Content starts
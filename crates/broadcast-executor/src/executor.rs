//! The Broadcast Executor (BEX): consumes one job payload, advances the
//! campaign's current cycle by up to `MAX_ATTEMPTS_PER_RUN` deliveries, and
//! may enqueue a continuation.

use std::sync::atomic::{AtomicU32, Ordering};
use std::sync::Arc;

use chrono::{DateTime, Duration as ChronoDuration, Utc};
use rand::Rng;
use shared::config::{BotRole, BroadcastConfig};
use shared::db::DbPool;
use shared::models::{Campaign, TargetGroup, TelegramAccount};
use shared::redis::{DistributedLock, JobPayload, JobQueue};
use sqlx::FromRow;

use crate::classify::{classify, compute_retry_delay_ms};
use crate::error::{BexError, BexResult};
use crate::rate_governor::{GlobalWindow, PerAccountPacer};
use crate::result::{BexReport, ContinuationReason, Outcome, Summary};
use crate::telegram::TelegramClient;

pub struct Executor<Q: JobQueue, T: TelegramClient> {
    pool: DbPool,
    lock: DistributedLock,
    queue: Arc<Q>,
    telegram: Arc<T>,
    global_window: Arc<GlobalWindow>,
    pacer: Arc<PerAccountPacer>,
    config: BroadcastConfig,
    bot_role: BotRole,
}

#[derive(Debug, FromRow)]
struct StatusCount {
    status: String,
    count: i64,
}
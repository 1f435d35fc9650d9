//! Domain model shared by the scheduler and broadcast executor.
//!
//! These map directly onto the `campaigns`, `telegram_accounts`, `target_groups`
//! and `broadcast_attempts` tables created by the migrations in this crate.

use chrono::{DateTime, Utc};
use serde::{Deserialize, Serialize};
use sqlx::FromRow;

/// A user-owned broadcast campaign.
#[derive(Debug, Clone, FromRow, Serialize, Deserialize)]
pub struct Campaign {
    pub id: String,
    pub user_id: String,
    pub message: String,
    pub interval_seconds: i32,
    pub is_active: bool,
    pub last_run_at: Option<DateTime<Utc>>,
    pub created_at: DateTime<Utc>,
    pub updated_at: DateTime<Utc>,
}

/// A userbot credential available to deliver messages for a user.
#[derive(Debug, Clone, FromRow, Serialize, Deserialize)]
pub struct TelegramAccount {
    pub id: String,
    pub user_id: String,
    pub phone_number: String,
    pub session_material: String,
    pub is_active: bool,
    pub is_flood_wait: bool,
    pub flood_wait_until: Option<DateTime<Utc>>,
    pub created_at: DateTime<Utc>,
    pub updated_at: DateTime<Utc>,
}

impl TelegramAccount {
    /// An account is available iff active and not presently in a flood-wait window.
    pub fn is_available(&self, now: DateTime<Utc>) -> bool {
        if !self.is_active {
            return false;
        }
        if !self.is_flood_wait {
            return true;
        }
        match self.flood_wait_until {
            Some(until) => until <= now,
            None => true,
        }
    }
}

/// The kind of chat a target group refers to.
#[derive(Debug, Clone, Copy, PartialEq, Eq, Serialize, Deserialize)]
#[serde(rename_all = "lowercase")]
pub enum TargetGroupKind {
    Group,
    Supergroup,
}

impl std::fmt::Display for TargetGroupKind {
    fn fmt(&self, f: &mut std::fmt::Formatter<'_>) -> std::fmt::Result {
        match self {
            TargetGroupKind::Group => write!(f, "group"),
            TargetGroupKind::Supergroup => write!(f, "supergroup"),
        }
    }
}

impl std::str::FromStr for TargetGroupKind {
    type Err = String;

    fn from_str(s: &str) -> Result<Self, Self::Err> {
        match s {
            "group" => Ok(TargetGroupKind::Group),
            "supergroup" => Ok(TargetGroupKind::Supergroup),
            other => Err(format!("unknown target group kind: {other}")),
        }
    }
}

/// A chat that a campaign delivers into, identified by `(user_id, group_id)`.
#[derive(Debug, Clone, FromRow, Serialize, Deserialize)]
pub struct TargetGroup {
    pub id: String,
    pub user_id: String,
    pub group_id: String,
    pub title: String,
    pub kind: String,
    pub is_active: bool,
    pub created_at: DateTime<Utc>,
}

/// Normalizes a supergroup chat id to the canonical `-100<digits>` form. Plain
/// group ids pass through unchanged.
pub fn normalize_group_id(raw: &str, kind: TargetGroupKind) -> String {
    if kind != TargetGroupKind::Supergroup {
        return raw.to_string();
    }
    if raw.starts_with("-100") {
        return raw.to_string();
    }
    let digits: String = raw.chars().filter(|c| c.is_ascii_digit()).collect();
    if digits.is_empty() {
        return raw.to_string();
    }
    format!("-100{digits}")
}

/// Status of a single `(campaign, target_group)` delivery attempt.
#[derive(Debug, Clone, Copy, PartialEq, Eq, Serialize, Deserialize)]
#[serde(rename_all = "kebab-case")]
pub enum AttemptStatus {
    Pending,
    InFlight,
    Sent,
    FailedTerminal,
}

impl std::fmt::Display for AttemptStatus {
    fn fmt(&self, f: &mut std::fmt::Formatter<'_>) -> std::fmt::Result {
        match self {
            AttemptStatus::Pending => write!(f, "pending"),
            AttemptStatus::InFlight => write!(f, "in-flight"),
            AttemptStatus::Sent => write!(f, "sent"),
            AttemptStatus::FailedTerminal => write!(f, "failed-terminal"),
        }
    }
}

impl std::str::FromStr for AttemptStatus {
    type Err = String;

    fn from_str(s: &str) -> Result<Self, Self::Err> {
        match s {
            "pending" => Ok(AttemptStatus::Pending),
            "in-flight" => Ok(AttemptStatus::InFlight),
            "sent" => Ok(AttemptStatus::Sent),
            "failed-terminal" => Ok(AttemptStatus::FailedTerminal),
            other => Err(format!("unknown attempt status: {other}")),
        }
    }
}

/// The durable record of one `(campaign, target_group)` pair's current state.
#[derive(Debug, Clone, FromRow, Serialize, Deserialize)]
pub struct BroadcastAttempt {
    pub id: String,
    pub user_id: String,
    pub campaign_id: String,
    pub target_group_id: String,
    pub idempotency_key: String,
    pub assigned_account_id: Option<String>,
    pub sequence: i32,
    pub status: String,
    pub retry_count: i32,
    pub max_retries: i32,
    pub next_attempt_at: Option<DateTime<Utc>>,
    pub started_at: Option<DateTime<Utc>>,
    pub sent_at: Option<DateTime<Utc>>,
    pub terminal_reason_code: Option<String>,
    pub last_error: Option<String>,
    pub created_at: DateTime<Utc>,
    pub updated_at: DateTime<Utc>,
}

impl BroadcastAttempt {
    pub fn idempotency_key(campaign_id: &str, target_group_id: &str) -> String {
        format!("{campaign_id}:{target_group_id}")
    }

    pub fn status(&self) -> AttemptStatus {
        self.status.parse().expect("attempt status column holds an invalid value")
    }
}

#[cfg(test)]
mod tests {
    use super::*;

    #[test]
    fn normalizes_supergroup_ids() {
        assert_eq!(
            normalize_group_id("1234567890", TargetGroupKind::Supergroup),
            "-1001234567890"
        );
        assert_eq!(
            normalize_group_id("-1001234567890", TargetGroupKind::Supergroup),
            "-1001234567890"
        );
        assert_eq!(normalize_group_id("-55", TargetGroupKind::Group), "-55");
    }

    #[test]
    fn idempotency_key_format() {
        assert_eq!(
            BroadcastAttempt::idempotency_key("camp-1", "grp-2"),
            "camp-1:grp-2"
        );
    }

    #[test]
    fn account_available_without_flood_wait() {
        let now = Utc::now();
        let account = TelegramAccount {
            id: "a1".into(),
            user_id: "u1".into(),
            phone_number: "+10000".into(),
            session_material: "secret".into(),
            is_active: true,
            is_flood_wait: false,
            flood_wait_until: None,
            created_at: now,
            updated_at: now,
        };
        assert!(account.is_available(now));
    }

    #[test]
    fn account_unavailable_during_flood_wait() {
        let now = Utc::now();
        let mut account = TelegramAccount {
            id: "a1".into(),
            user_id: "u1".into(),
            phone_number: "+10000".into(),
            session_material: "secret".into(),
            is_active: true,
            is_flood_wait: true,
            flood_wait_until: Some(now + chrono::Duration::seconds(60)),
            created_at: now,
            updated_at: now,
        };
        assert!(!account.is_available(now));
        account.flood_wait_until = Some(now - chrono::Duration::seconds(1));
        assert!(account.is_available(now));
    }
}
Content ends
Each line above that contains the string "InFlight" should be identified and copied.

**Exercise result**
    InFlight,
            AttemptStatus::InFlight => write!(f, "in-flight"),
            "in-flight" => Ok(AttemptStatus::InFlight),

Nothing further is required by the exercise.